5 Lessons from a New Grad Working in PR

Public Relations

Account Coordinator Marlee Murphy is an expert at connecting people with brands they will love. Originally from Salisbury, North Carolina, Marlee graduated from UNC-Chapel Hill with a B.A. in journalism and mass communications, with a specialization in strategic communications, and a second major in political science. You might recognize her from March Madness commercials or the Jumbotron at Tar Heel games.

To all of my fellow new graduates, welcome to the real world. These are uncertain times, marked by a series of new adventures. Whether you’re living (really) on your own for the first time, tackling a move to an unknown city or learning the ropes at your dream (or not-so-dream) job, new grads must learn to become some of the most hardworking, adaptive and tough individuals around.

But after only a few short months in my first “real-world” job with Wray Ward, I’ve already picked up hundreds of tips and tools of the trade. And to save other recent grads some time and stumbling, I’m sharing my five top tips. Enjoy!

1. You’re in line at the grocery store behind a mom – arms full – and her rambunctious child, who is chattering incessantly about his upcoming field trip to the zoo. What do you do?

Do you continue scrolling through Instagram? Or do you initiate a conversation with the little boy about your experiences at the zoo? In the field of marketing and public relations, I’m learning that thoughtful, logical communication is a skill acquired and developed beyond the four walls of the office. You learn how to better represent and communicate with diverse audiences when you get to know them in their natural habitat. So in my case, I would initiate a conversation with the five-year-old. That move gives mom the space to fully concentrate on checking out, while providing me with quality marketing intel.

2. Are you going too the meeting? Are you bringing you’re laptop?

Ugh, just typing those mistakes made me cringe. You’re in the big leagues now – time to become a true professional. Read and re-read your pieces, even the simplest emails. With millions of messages swirling around, I can’t overemphasize the importance of grammar, style and spelling. Sometimes all it takes is one spelling error for a client or coworker to throw everything you’re saying right out the door – along with your credibility.

3. Why do you buy that cereal? Why do you drive that car? Why do you want to travel to Asia? Why do you use your iPhone to order dinner? Why did you pick that job? Why is that coffee shop your favorite?

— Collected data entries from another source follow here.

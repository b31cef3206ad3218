use gpui::{Entity, ParentElement, Styled, div, prelude::FluentBuilder, relative};
use gpui_component::ActiveTheme;
use quarkfm_bridge::classification::{ClassificationPhase, ClassificationStatus};

use crate::entities::{DataEntities, classification_entity::ClassificationEntity};

fn describe(status: &ClassificationStatus) -> String {
    match status.status {
        ClassificationPhase::Processing if status.current_file.is_empty() => format!(
            "Batch {} of {} ({}%)",
            status.current_batch, status.total_batches, status.progress
        ),
        ClassificationPhase::Processing => format!(
            "Batch {} of {} ({}%): {}",
            status.current_batch, status.total_batches, status.progress, status.current_file
        ),
        ClassificationPhase::Completed => "Classification finished".to_owned(),
        ClassificationPhase::Error => "Classification failed".to_owned(),
        ClassificationPhase::Idle | ClassificationPhase::Unknown => "Idle".to_owned(),
    }
}

/// Progress bar of the running classification.
pub struct StatusIndicator {
    classification: Entity<ClassificationEntity>,
}

impl StatusIndicator {
    pub fn new(data: &DataEntities, cx: &mut gpui::Context<Self>) -> Self {
        cx.observe(&data.classification, |_, _, cx| cx.notify())
            .detach();
        Self {
            classification: data.classification.clone(),
        }
    }
}

impl gpui::Render for StatusIndicator {
    fn render(
        &mut self,
        _: &mut gpui::Window,
        cx: &mut gpui::Context<Self>,
    ) -> impl gpui::IntoElement {
        let status = self.classification.read(cx).status.clone();
        let theme = cx.theme();

        div()
            .flex()
            .flex_col()
            .gap_2()
            .when_some(status, |this, status| {
                let progress = f32::from(status.progress.min(100)) / 100.;
                this.child(
                    div()
                        .w_full()
                        .h_2()
                        .rounded_full()
                        .bg(theme.muted)
                        .child(div().h_full().rounded_full().bg(theme.primary).w(relative(progress))),
                )
                .child(
                    div()
                        .text_sm()
                        .text_color(theme.muted_foreground)
                        .child(describe(&status)),
                )
            })
    }
}
use quarkfm_bridge::api::{FormOutcome, FormRequest};
use tokio::sync::oneshot;

/// Handles an incoming form submission (see
/// [`quarkfm_bridge::MessageToBackend::SubmitFormRequest`]) and replies with
/// the parsed response or the transport failure.
pub async fn handle_submit_form_request(
    context: super::AppContextHandle,
    request: FormRequest,
    reply: oneshot::Sender<FormOutcome>,
) {
    let remote = super::remote(&context).await;
    tokio::spawn(async move {
        let outcome = super::into_outcome(remote.submit_form(&request).await);
        if let Err(e) = &outcome {
            log::warn!("Form {} {} failed: {e}", request.method.as_str(), request.action);
        }
        if reply.send(outcome).is_err() {
            log::debug!("Form reply dropped, the requesting view is gone");
        }
    });
}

Just like there are whys behind everything you do, there are also whys behind the actions of every single other person. Empathizing with people from diverse backgrounds and doing your best to understand their experience and needs will take you far in the work world. Empathy is a learned skill, and it helps you connect consumers with brands that make sense for them – which brings me to my next point: buy into the brands you support. Put your heart behind all of your communication. When you tackle projects with enthusiasm, the communication comes across as much more authentic and genuine. Clients, coworkers and consumers know when you care and when you don’t.

4. If you are creative, you are ____.

If you said good at drawing, painting or some other traditional art form, you are only half correct. I’m learning creativity is a part of each and every job. To be good at your job, you have to be a creative thinker, problem solver and communicator. Being in public relations (or any field of communications for that matter) means thinking creatively all day every day. Just because you’re not deemed a “creative” does not mean you can or should give up on out-of-the-box thinking. You need to be able to communicate a brand’s vision to new and existing customers in an exciting, inspiring way.

5. Who said it? “In the real world, my job will be consistent – finally I can expect the same thing day in and day out!”

Chances are, at some point in your undergraduate career, you made this claim. However, this could not be further from the truth. My real world job is malleable and easily transitions to embrace change. At an agency, you have to be nimble enough to work for multiple clients and able to turn on a dime to help achieve their goals. It’s about being flexible and teachable – a jack of all trades. As long as you have an up-for-anything mentality, you can succeed.

I hope these tips are helpful! To all you new grads out there, I wish you the best in this latest, exciting phase of your life.